For instance, in the July 11, 2001 edition of Reason magazine, author Ronald Bailey claimed: “Sure human embryos carry the full genetic code, but so do ordinary somatic cells. Using cloning technology, we can generate an entire human embryo from one of these cells, thus demonstrating that early embryos are no different in kind from any other bodily cell that’s routinely discarded.”
There are two fundamental problems with Bailey’s claim. First, Bailey makes the elementary mistake of conflating parts of a whole with the whole itself. Somatic cells are not an organism, but are merely part of a larger organism. A somatic cell, like a lone egg or sperm cell, will not turn into anything without outside intervention and will not produce anything if left to its own devices. Human embryos, by contrast, are already whole and distinct from their human parents. Moreover, their development is self-guided, as long as they have adequate nutrients. Second, the idea that human embryos are merely collections of cells is not only scientifically inaccurate but is rhetorically charged. The difference between a mere clump of cells and the human embryo is that clumps of cells alone don’t constitute a living organism. If a human embryo is to be a living human embryo, its body parts (cells and organs) have to be working together in a coordinated manner to guide its function and maturity.

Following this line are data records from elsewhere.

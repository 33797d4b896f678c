//! CSV result file

use super::{OutputResult, ResultSink};
use crate::extract::ListingRecord;
use std::fs::File;
use std::io::{BufWriter, Write};
use std::path::{Path, PathBuf};

const UTF8_BOM: &[u8] = b"\xEF\xBB\xBF";

/// Builds `{dir}/exp_list_{keyword}_{timestamp}.csv`
///
/// Path separators in the keyword are replaced so the file stays in `dir`.
pub fn result_path(dir: impl AsRef<Path>, keyword: &str, timestamp: &str) -> PathBuf {
    let keyword: String = keyword
        .chars()
        .map(|c| if matches!(c, '/' | '\\') { '_' } else { c })
        .collect();
    dir.as_ref()
        .join(format!("exp_list_{}_{}.csv", keyword, timestamp))
}

/// Writes `records` to `path` as BOM-prefixed UTF-8 CSV
///
/// The header row is always written, even for an empty run. An absent salary
/// becomes an empty field.
pub fn write_records(records: &[ListingRecord], path: &Path) -> OutputResult<()> {
    if let Some(parent) = path.parent().filter(|p| !p.as_os_str().is_empty()) {
        std::fs::create_dir_all(parent)?;
    }

    let mut file = BufWriter::new(File::create(path)?);
    file.write_all(UTF8_BOM)?;

    let mut writer = csv::WriterBuilder::new()
        .has_headers(false)
        .from_writer(file);
    writer.write_record(ListingRecord::HEADERS)?;
    for record in records {
        writer.serialize(record)?;
    }
    writer.flush()?;

    Ok(())
}

/// [`ResultSink`] writing a single CSV file
#[derive(Debug, Clone)]
pub struct CsvSink {
    path: PathBuf,
}

impl CsvSink {
    pub fn new(path: impl Into<PathBuf>) -> Self {
        Self { path: path.into() }
    }

    pub fn path(&self) -> &Path {
        &self.path
    }
}

impl ResultSink for CsvSink {
    fn write(&mut self, records: &[ListingRecord]) -> OutputResult<()> {
        write_records(records, &self.path)
    }
}

#[cfg(test)]
mod tests {
    use super::*;
    use crate::output::OutputError;

    fn record(name: &str, salary: Option<&str>) -> ListingRecord {
        ListingRecord {
            company_name: name.to_string(),
            tagline: "未経験歓迎, 土日休み".to_string(),
            employment_status: "正社員".to_string(),
            first_year_salary: salary.map(str::to_string),
        }
    }

    #[test]
    fn test_result_path() {
        let path = result_path("results", "営業", "2024-01-02-03-04-05");
        assert_eq!(
            path,
            PathBuf::from("results/exp_list_営業_2024-01-02-03-04-05.csv")
        );
    }

    #[test]
    fn test_result_path_sanitizes_separators() {
        let path = result_path("results", "a/b\\c", "ts");
        assert_eq!(path, PathBuf::from("results/exp_list_a_b_c_ts.csv"));
    }

    #[test]
    fn test_write_records_with_bom_and_header() {
        let dir = tempfile::tempdir().unwrap();
        let path = dir.path().join("nested").join("out.csv");

        let records = vec![
            record("株式会社A", Some("400万円～600万円")),
            record("株式会社B", None),
        ];
        write_records(&records, &path).unwrap();

        let bytes = std::fs::read(&path).unwrap();
        assert!(bytes.starts_with(UTF8_BOM));

        let text = String::from_utf8(bytes[UTF8_BOM.len()..].to_vec()).unwrap();
        let lines: Vec<_> = text.lines().collect();
        assert_eq!(
            lines[0],
            "company_name,tagline,employment_status,first_year_salary"
        );
        assert_eq!(
            lines[1],
            "株式会社A,\"未経験歓迎, 土日休み\",正社員,400万円～600万円"
        );
        // absent salary is kept as an empty trailing field
        assert_eq!(lines[2], "株式会社B,\"未経験歓迎, 土日休み\",正社員,");
        assert_eq!(lines.len(), 3);
    }

    #[test]
    fn test_write_empty_run_keeps_header() {
        let dir = tempfile::tempdir().unwrap();
        let path = dir.path().join("empty.csv");

        write_records(&[], &path).unwrap();

        let text = std::fs::read_to_string(&path).unwrap();
        assert_eq!(
            text.trim_start_matches('\u{feff}').trim_end(),
            "company_name,tagline,employment_status,first_year_salary"
        );
    }

    #[test]
    fn test_csv_sink_reports_io_error() {
        let dir = tempfile::tempdir().unwrap();
        // a directory cannot be opened as a file
        let mut sink = CsvSink::new(dir.path());
        let err = sink.write(&[record("a", None)]).unwrap_err();
        assert!(matches!(err, OutputError::Io(_)));
    }

    #[test]
    fn test_csv_sink_round_trip_order() {
        let dir = tempfile::tempdir().unwrap();
        let mut sink = CsvSink::new(dir.path().join("order.csv"));
        let records: Vec<_> = (0..5)
            .map(|i| record(&format!("company-{}", i), None))
            .collect();
        sink.write(&records).unwrap();

        let mut reader = csv::Reader::from_path(sink.path()).unwrap();
        let names: Vec<String> = reader
            .records()
            .map(|r| r.unwrap()[0].to_string())
            .collect();
        assert_eq!(
            names,
            vec!["company-0", "company-1", "company-2", "company-3", "company-4"]
        );
    }
}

The reason why a person is deemed to be clinically dead, even if some individual cells in his or her body are still alive, is that all of his or her bodily functions have ceased to operate due to the failure for the cells to work together in an integrated whole. The human embryo is a living organism because, in a healthy, stable environment, it is able to receive nutrition, and its cells are working together in a coordinated whole. If its cells fail to do that, then the human embryo will die, even though some of those cells will still be alive some time after the human being has died.
This concept was expressed well by Maureen Condic in Life: Defining the Beginning by the End:
What has been lost at death is not merely the activity of the brain or the heart, but more importantly the ability of the body’s parts (organs and cells) to function together as an integrated whole. Although cells of the brain are still alive following brain death, they cease to work together in a coordinated manner to function as a brain should.Of course human embryos are made of living cells, but it does not follow that the mere presence of living cells is the equivalent of a human embryo. Condic concludes:
The critical difference between a collection of cells and a living organism is the ability of an organism to act in a coordinated manner for the continued health and maintenance of the body as a whole. Dead bodies may have plenty of live cells, but their cells no longer function together in a coordinated manner… Human life is defined by the ability to function as an integrated whole not by the mere presence of living human cells.